Un peuple de vieilles demeures voûtées se tenant par l'épaule. Une foule où celles qui vont tomber retiennent celles qui tombent. Cela tient ferme finalement.
Aujourd'hui, un petit conte. De rues et de vertus, de mots qui passent et qui racontent.
Au début était Espérance, la douce, la céleste, la toute bleue, qui rêve dans le ciel, que les nuages entraînent :
Hélas ! La vie la dure vie étant ce qu'elle doit bien se résigner à être, Espérance pâlit, Espérance gémit. Il fallut lui adjoindre Patience. Patience la fidèle, Patience la toute bonne, l'ange qui veille et qui console :
Mais la vie l'âpre vie étant décidément ce qu'elle s'acharne à être, Patience s'usait vite, Patience s'épuisait, et l'on dut embaucher pour l'aider la rude Persévérance. Persévérance la douloureuse et la crucifiée, Persévérance la rugueuse la lutteuse la courageuse, qui toujours se redresse et toujours ressuscite :
Alors, s'appuyant sur l'aile blanche de Patience et sur la large épaule de Persévérance, Espérance put vraiment commencer à grandir, à bourgeonner et à feuillir, à surgeonner et à multiplier :
Ainsi put enfin naître Réussite. Qui jamais ne brilla, jamais ne bling-blingua. Modeste Réussite, haute et solide mais déjà prête à s'effacer. Perchée comme un vrai nid au sommet de la haie pour que puissent à leur jour s'envoler dans le vent les lendemains qui chantent :
J'ai aimé parcourir ces rues humbles et tranquilles, à l'écart de la ville, ces rues calmes et bavardes contant la vieille histoire d'Espérance, de Patience et de Persévérance, lentes vertus du Temps, qui s'en vont leur chemin au rythme de la Vie.
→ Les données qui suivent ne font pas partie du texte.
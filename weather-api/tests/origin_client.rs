//! OpenWeatherClient against a mock provider.

use std::time::Duration;

use secrecy::SecretString;
use serde_json::json;
use weather_api::OpenWeatherClient;
use weather_core::{CityKey, OriginClient, OriginError};
use wiremock::matchers::{method, path, query_param};
use wiremock::{Mock, MockServer, ResponseTemplate};

const REQUESTED_TIME: &str = "2018-01-09 11:57:00";

fn client_for(server: &MockServer, timeout: Duration) -> OpenWeatherClient {
    OpenWeatherClient::new(
        format!("{}/data/2.5/weather?q={{city}}&appid={{api_key}}", server.uri()),
        SecretString::from("test-key".to_string()),
        timeout,
    )
    .expect("client builds")
}

fn warsaw_payload() -> serde_json::Value {
    json!({
        "coord": { "lon": 21.0118, "lat": 52.2298 },
        "weather": [{ "id": 802, "main": "Clouds" }],
        "main": { "temp": 290.15, "pressure": 1027, "humidity": 63 },
        "wind": { "speed": 3.6, "deg": 290 },
        "clouds": { "all": 40 },
        "sys": { "country": "PL", "sunrise": 1_515_474_420, "sunset": 1_515_513_600 },
        "timezone": 3600,
        "name": "Warsaw",
        "cod": 200
    })
}

fn city(name: &str) -> CityKey {
    CityKey::parse(name).expect("valid city")
}

#[tokio::test]
async fn test_fetch_maps_provider_payload() {
    let server = MockServer::start().await;
    Mock::given(method("GET"))
        .and(path("/data/2.5/weather"))
        .and(query_param("q", "warsaw"))
        .and(query_param("appid", "test-key"))
        .respond_with(ResponseTemplate::new(200).set_body_json(warsaw_payload()))
        .expect(1)
        .mount(&server)
        .await;

    let client = client_for(&server, Duration::from_secs(5));
    let snapshot = client
        .fetch(&city("Warsaw"), REQUESTED_TIME)
        .await
        .expect("fetch succeeds");

    assert_eq!(snapshot.location_name, "warsaw");
    assert_eq!(snapshot.temperature_celsius, "17 °C");
    assert_eq!(snapshot.wind, "Gentle breeze, 3.6 m/s, west-northwest");
    assert_eq!(snapshot.cloudiness, "Scattered clouds");
    assert_eq!(snapshot.pressure, "1027 hpa");
    assert_eq!(snapshot.sunrise, "06:07");
    assert_eq!(snapshot.requested_time, REQUESTED_TIME);
}

#[tokio::test]
async fn test_fetch_encodes_city_with_spaces() {
    let server = MockServer::start().await;
    Mock::given(method("GET"))
        .and(query_param("q", "são paulo"))
        .respond_with(ResponseTemplate::new(200).set_body_json(warsaw_payload()))
        .expect(1)
        .mount(&server)
        .await;

    let client = client_for(&server, Duration::from_secs(5));
    assert!(client.fetch(&city("São Paulo"), REQUESTED_TIME).await.is_ok());
}

#[tokio::test]
async fn test_provider_404_is_city_not_found() {
    let server = MockServer::start().await;
    Mock::given(method("GET"))
        .respond_with(
            ResponseTemplate::new(404).set_body_json(json!({"cod": "404", "message": "city not found"})),
        )
        .mount(&server)
        .await;

    let client = client_for(&server, Duration::from_secs(5));
    let err = client
        .fetch(&city("atlantis"), REQUESTED_TIME)
        .await
        .expect_err("unknown city");
    assert_eq!(
        err,
        OriginError::CityNotFound {
            city: "atlantis".to_string()
        }
    );
}

#[tokio::test]
async fn test_provider_error_status() {
    let server = MockServer::start().await;
    Mock::given(method("GET"))
        .respond_with(
            ResponseTemplate::new(401).set_body_json(json!({"cod": 401, "message": "Invalid API key"})),
        )
        .mount(&server)
        .await;

    let client = client_for(&server, Duration::from_secs(5));
    let err = client
        .fetch(&city("warsaw"), REQUESTED_TIME)
        .await
        .expect_err("unauthorized");
    assert_eq!(
        err,
        OriginError::Status {
            status: 401,
            message: "Invalid API key".to_string()
        }
    );
}

#[tokio::test]
async fn test_malformed_body_is_invalid_response() {
    let server = MockServer::start().await;
    Mock::given(method("GET"))
        .respond_with(ResponseTemplate::new(200).set_body_json(json!({"main": {"temp": 290.0}})))
        .mount(&server)
        .await;

    let client = client_for(&server, Duration::from_secs(5));
    let err = client
        .fetch(&city("warsaw"), REQUESTED_TIME)
        .await
        .expect_err("missing fields");
    assert!(matches!(err, OriginError::InvalidResponse { .. }));
}

#[tokio::test]
async fn test_slow_provider_is_request_error_without_key() {
    let server = MockServer::start().await;
    Mock::given(method("GET"))
        .respond_with(
            ResponseTemplate::new(200)
                .set_body_json(warsaw_payload())
                .set_delay(Duration::from_secs(5)),
        )
        .mount(&server)
        .await;

    let client = client_for(&server, Duration::from_millis(100));
    let err = client
        .fetch(&city("warsaw"), REQUESTED_TIME)
        .await
        .expect_err("times out");
    match err {
        OriginError::Request { reason } => assert!(!reason.contains("test-key"), "{}", reason),
        other => panic!("expected a request error, got {:?}", other),
    }
}
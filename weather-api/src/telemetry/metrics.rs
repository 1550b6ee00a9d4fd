//! Prometheus Metrics Definitions
//!
//! Exposes a /metrics endpoint for Prometheus scraping.

use axum::{http::StatusCode, response::IntoResponse};
use once_cell::sync::Lazy;
use prometheus::{
    register_counter_vec, register_histogram_vec, CounterVec, Encoder, HistogramVec, TextEncoder,
};
use weather_core::{OriginError, WriteStep};
use weather_storage::LookupSource;

use crate::error::{ApiError, ApiResult};

/// HTTP request latency buckets (seconds)
/// Covers: 1ms, 5ms, 10ms, 25ms, 50ms, 100ms, 250ms, 500ms, 1s, 2.5s, 5s, 10s
const HTTP_LATENCY_BUCKETS: &[f64] = &[
    0.001, 0.005, 0.010, 0.025, 0.050, 0.100, 0.250, 0.500, 1.0, 2.5, 5.0, 10.0,
];

/// Global metrics instance - initialized once at startup
pub static METRICS: Lazy<ApiResult<WeatherMetrics>> = Lazy::new(WeatherMetrics::new);

/// Run `f` against the global metrics, skipping it if registration failed.
pub fn with_metrics(f: impl FnOnce(&WeatherMetrics)) {
    match METRICS.as_ref() {
        Ok(metrics) => f(metrics),
        Err(e) => tracing::debug!(error = %e, "Metrics unavailable"),
    }
}

#[derive(Clone)]
pub struct WeatherMetrics {
    /// HTTP request counter - labels: method, path, status
    pub http_requests_total: CounterVec,

    /// HTTP request duration histogram - labels: method, path
    pub http_request_duration_seconds: HistogramVec,

    /// Served lookups - labels: source (cache, second_chance, origin)
    pub lookups_total: CounterVec,

    /// Failed origin fetches - labels: kind
    pub origin_failures_total: CounterVec,

    /// Failed write-through steps - labels: step
    pub write_through_failures_total: CounterVec,
}

impl WeatherMetrics {
    /// Create and register all metrics with Prometheus.
    pub fn new() -> ApiResult<Self> {
        Ok(Self {
            http_requests_total: register_counter_vec!(
                "weather_http_requests_total",
                "Total number of HTTP requests",
                &["method", "path", "status"]
            )
            .map_err(|e| registration_failed("http_requests_total", e))?,

            http_request_duration_seconds: register_histogram_vec!(
                "weather_http_request_duration_seconds",
                "HTTP request duration in seconds",
                &["method", "path"],
                HTTP_LATENCY_BUCKETS.to_vec()
            )
            .map_err(|e| registration_failed("http_request_duration_seconds", e))?,

            lookups_total: register_counter_vec!(
                "weather_lookups_total",
                "Weather lookups served, by tier",
                &["source"]
            )
            .map_err(|e| registration_failed("lookups_total", e))?,

            origin_failures_total: register_counter_vec!(
                "weather_origin_failures_total",
                "Failed origin provider fetches",
                &["kind"]
            )
            .map_err(|e| registration_failed("origin_failures_total", e))?,

            write_through_failures_total: register_counter_vec!(
                "weather_write_through_failures_total",
                "Write-through steps that failed after a successful fetch",
                &["step"]
            )
            .map_err(|e| registration_failed("write_through_failures_total", e))?,
        })
    }

    /// Record an HTTP request.
    pub fn record_http_request(&self, method: &str, path: &str, status: u16, duration_secs: f64) {
        let status_str = status.to_string();
        self.http_requests_total
            .with_label_values(&[method, path, status_str.as_str()])
            .inc();
        self.http_request_duration_seconds
            .with_label_values(&[method, path])
            .observe(duration_secs);
    }

    pub fn record_lookup(&self, source: LookupSource) {
        self.lookups_total
            .with_label_values(&[source.as_str()])
            .inc();
    }

    pub fn record_origin_failure(&self, error: &OriginError) {
        self.origin_failures_total
            .with_label_values(&[error.kind()])
            .inc();
    }

    pub fn record_write_through_failure(&self, step: WriteStep) {
        self.write_through_failures_total
            .with_label_values(&[step.as_str()])
            .inc();
    }
}

fn registration_failed(name: &str, e: prometheus::Error) -> ApiError {
    ApiError::internal_error(format!("Failed to register {}: {}", name, e))
}

/// Handler for GET /metrics endpoint.
///
/// Returns Prometheus text format metrics.
#[utoipa::path(
    get,
    path = "/metrics",
    tag = "Observability",
    responses(
        (status = 200, description = "Prometheus metrics in text format", content_type = "text/plain"),
        (status = 500, description = "Failed to encode metrics"),
    ),
)]
pub async fn metrics_handler() -> impl IntoResponse {
    // Register the weather metrics even if nothing has been recorded yet.
    Lazy::force(&METRICS);

    let encoder = TextEncoder::new();
    let metric_families = prometheus::gather();
    let mut buffer = Vec::new();

    match encoder.encode(&metric_families, &mut buffer) {
        Ok(_) => (
            StatusCode::OK,
            [("content-type", "text/plain; version=0.0.4; charset=utf-8")],
            buffer,
        ),
        Err(e) => {
            tracing::error!(error = %e, "Failed to encode metrics");
            (
                StatusCode::INTERNAL_SERVER_ERROR,
                [("content-type", "text/plain")],
                format!("Failed to encode metrics: {}", e).into_bytes(),
            )
        }
    }
}
//! Weather API Telemetry
//!
//! Structured logging through `tracing` and Prometheus metrics for the API
//! layer. Nothing here needs an external collector.

pub mod metrics;
pub mod middleware;
pub mod tracer;

pub use metrics::{metrics_handler, with_metrics, WeatherMetrics, METRICS};
pub use middleware::observability_middleware;
pub use tracer::{init_tracer, LogFormat, TelemetryConfig, DEFAULT_LOG_FILTER};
Si souvent nous bousculent Impatience et Urgence, dans les décombres du Présent, que nous pourrions les oublier, tandis que nous courons, exténués, affolés, déjà vaincus.
Au 43 on tangue on penche. A bâbord on s'affale à tribord on remonte. On s'en va de l'avant comme on marche en arrière. On va craquer c'est sûr à moins qu'on ne se redresse. On tremble on se scoliose on se lézarde on dégringole on se tord on s'accroche. On se tient droit tout de travers.
Au 43 qui me ressemble.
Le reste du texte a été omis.